(Adds Brent settlement)
By Barani Krishnan
Investing.com - Oil rallied for a second day in a row Wednesday after data showing a sharp drop in weekly stockpiles of U.S. crude allowed bulls in the market to claw back all they lost in Monday’s sell-off triggered by fears over Covid’s Omicron variant.
Also supporting oil were production outages in Libya that forced the North African country to declare force majeure on crude exports from two of its ports.
West Texas Intermediate, the benchmark for U.S. crude, settled up $1.64, or 2.3%, at $72.76 a barrel, adding to Tuesday’s 4% gain. The two-day rally helped WTI to recover all of Monday’s 3.7% drop.
London-traded Brent, the global benchmark for oil, settled up $1.31, or 1.8%, at $75.29 a barrel, after Tuesday’s rise of 3.4%. On Monday, Brent lost 2.7%.
U.S. crude inventories fell 4.72 million barrels during the week to Dec. 17, the Energy Information Administration said in its weekly Petroleum Status Report. It was the largest weekly crude draw since September and added to the 4.58-million slide in the previous week to Dec. 10.
Industry analysts tracked by Investing.com forecast a decline of just around 2.5 million barrels for last week.
But stockpiles of gasoline rose even more than the drop registered in crude.
Gasoline inventories rose by 5.53 million barrels last week, their most since a 7.5 million-barrel build during the week to June 7.
Analysts had expected gasoline inventories to rise by just 65,000 barrels for the just-ended week, putting what the EIA reported at least eight times higher than projections. In the previous week, gasoline stockpiles drew down by 719,000 barrels.

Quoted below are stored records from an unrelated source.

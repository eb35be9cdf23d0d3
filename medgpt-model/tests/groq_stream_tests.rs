//! Groq client against a local event-stream stub.
#![cfg(feature = "groq")]

use std::sync::{Arc, Mutex};

use axum::http::{HeaderMap, StatusCode, header};
use axum::response::IntoResponse;
use axum::{Json, Router, extract::State, routing::post};
use futures::StreamExt;
use medgpt_model::{CompletionClient, GroqClient, GroqConfig, ModelError, PromptMessage};
use serde_json::{Value, json};

#[derive(Clone, Default)]
struct Stub {
    body: String,
    seen: Arc<Mutex<Vec<(Option<String>, Value)>>>,
}

fn sse(payloads: &[&str]) -> String {
    payloads.iter().map(|p| format!("data: {p}\n\n")).collect()
}

async fn completions(State(stub): State<Stub>, headers: HeaderMap, Json(body): Json<Value>) -> impl IntoResponse {
    let auth = headers.get(header::AUTHORIZATION).and_then(|v| v.to_str().ok()).map(String::from);
    stub.seen.lock().unwrap().push((auth, body));
    ([(header::CONTENT_TYPE, "text/event-stream")], stub.body.clone())
}

async fn unauthorized() -> (StatusCode, Json<Value>) {
    (StatusCode::UNAUTHORIZED, Json(json!({ "error": { "message": "Invalid API Key" } })))
}

async fn spawn(router: Router) -> String {
    let listener = tokio::net::TcpListener::bind("127.0.0.1:0").await.expect("bind test listener");
    let addr = listener.local_addr().expect("listener addr");
    tokio::spawn(async move {
        axum::serve(listener, router).await.expect("server run");
    });
    format!("http://{addr}/openai/v1")
}

async fn client_for(stub: Stub) -> GroqClient {
    let base = spawn(
        Router::new().route("/openai/v1/chat/completions", post(completions)).with_state(stub),
    )
    .await;
    GroqClient::new(GroqConfig::new("gsk_test").with_base_url(base)).unwrap()
}

fn messages() -> Vec<PromptMessage> {
    vec![PromptMessage::system("system"), PromptMessage::user("ctx\n\nQ: What is diabetes?\nA:")]
}

#[tokio::test]
async fn fragments_arrive_in_order_and_skip_empty_deltas() {
    let stub = Stub {
        body: sse(&[
            r#"{"choices":[{"delta":{"role":"assistant"}}]}"#,
            r#"{"choices":[{"delta":{"content":"Diab"}}]}"#,
            r#"{"choices":[{"delta":{"content":""}}]}"#,
            r#"{"choices":[{"delta":{"content":"etes is"}}]}"#,
            r#"{"choices":[{"delta":{"content":" a metabolic..."}}]}"#,
            r#"{"choices":[{"delta":{},"finish_reason":"stop"}]}"#,
            "[DONE]",
        ]),
        ..Stub::default()
    };
    let client = client_for(stub).await;

    let fragments: Vec<String> =
        client.stream(messages()).await.unwrap().map(|f| f.unwrap()).collect().await;

    assert_eq!(fragments, vec!["Diab", "etes is", " a metabolic..."]);
}

#[tokio::test]
async fn request_carries_bearer_key_and_generation_settings() {
    let stub = Stub { body: sse(&["[DONE]"]), ..Stub::default() };
    let seen = stub.seen.clone();
    let client = client_for(stub).await;

    let text = client.stream(messages()).await.unwrap().collect_text().await.unwrap();

    assert!(text.is_empty());
    let (auth, body) = seen.lock().unwrap()[0].clone();
    assert_eq!(auth.as_deref(), Some("Bearer gsk_test"));
    assert_eq!(body["model"], "llama3-70b-8192");
    assert_eq!(body["max_tokens"], 3000);
    assert_eq!(body["stream"], true);
    assert!((body["temperature"].as_f64().unwrap() - 0.7).abs() < 1e-6);
    assert_eq!(body["messages"][0]["role"], "system");
    assert_eq!(body["messages"][1]["content"], "ctx\n\nQ: What is diabetes?\nA:");
}

#[tokio::test]
async fn non_success_status_is_api_error_with_detail() {
    let base =
        spawn(Router::new().route("/openai/v1/chat/completions", post(unauthorized))).await;
    let client = GroqClient::new(GroqConfig::new("bad").with_base_url(base)).unwrap();

    let err = client.stream(messages()).await.unwrap_err();

    assert_eq!(
        err,
        ModelError::Api {
            provider: "Groq".into(),
            status: Some(401),
            message: "Invalid API Key".into(),
        }
    );
}

#[tokio::test]
async fn undecodable_chunk_is_malformed_after_earlier_fragments() {
    let stub = Stub {
        body: sse(&[r#"{"choices":[{"delta":{"content":"Partial"}}]}"#, "{oops", "[DONE]"]),
        ..Stub::default()
    };
    let client = client_for(stub).await;
    let mut stream = client.stream(messages()).await.unwrap();

    assert_eq!(stream.next().await, Some(Ok("Partial".to_string())));
    let err = stream.next().await.unwrap().unwrap_err();
    assert!(err.is_malformed());
}

#[tokio::test]
async fn stream_without_done_marker_still_completes() {
    let stub = Stub {
        body: sse(&[r#"{"choices":[{"delta":{"content":"Short answer."}}]}"#]),
        ..Stub::default()
    };
    let client = client_for(stub).await;

    let text = client.stream(messages()).await.unwrap().collect_text().await.unwrap();

    assert_eq!(text, "Short answer.");
}

#[tokio::test]
async fn cancelling_stops_delivery() {
    let stub = Stub {
        body: sse(&[
            r#"{"choices":[{"delta":{"content":"one"}}]}"#,
            r#"{"choices":[{"delta":{"content":"two"}}]}"#,
            "[DONE]",
        ]),
        ..Stub::default()
    };
    let client = client_for(stub).await;
    let mut stream = client.stream(messages()).await.unwrap();
    let handle = stream.cancel_handle();

    assert_eq!(stream.next().await, Some(Ok("one".to_string())));
    handle.cancel();
    assert_eq!(stream.next().await, None);
}

#[test]
fn blank_key_is_rejected_before_any_request() {
    let err = GroqClient::new(GroqConfig::new("")).unwrap_err();
    assert!(matches!(err, ModelError::MissingCredential(_)));
}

The EIA report also showed that inventories of distillates, which are refined into diesel and jet fuel, among other fuel products, rose by 396,000 barrels last week versus a projected drop of 250,000. In the previous week, distillate stocks fell by 2.85 million.
But it was the huge gasoline build that raised eyebrows among some traders who attributed it to the likely slump in fuel demand amid last week’s breakout in Omicron cases across major U.S. cities.
“It’s really quite stunning to see this build in gasoline and the drop in fuel demand that it suggested for last week and how that’s correlating with the spike in Omicron caseloads,” said John Kilduff, founding partner at Again Capital, an energy hedge fund in New York.
The Omicron is now the dominant COVID strain in the United States, accounting for more than 73% of new coronavirus cases last week, according to the Centers for Disease Control and Prevention.
Major U.S. cities, including New York, Los Angeles and Chicago, have announced mass cutbacks in activity and introduced various new restrictions to deal with the threat of the variant. President Joe Biden has also warned that Americans who do not get vaccinated against the virus face “a winter of severe illness and death”.
Oil prices have fallen from 2021’s highs since the emergence of the Omicron variant in November.
Brent fell from seven-year highs of $86.70 a barrel in mid-October to as low as $65.80 over the past two months, before settling into a range of between $71 and $75 now.
Despite the price slump and threats of a resurgence in the pandemic, global oil producers have so far played down risks from the Omicron.
OPEC+ — a 23-nation oil producing alliance led by the 13-member OPEC under Saudi Arabia and 10 others non-OPEC countries steered by Russia — says the Omicron is unlikely to become as disruptive to energy demand as the original Covid-19 strain that broke out in 2020.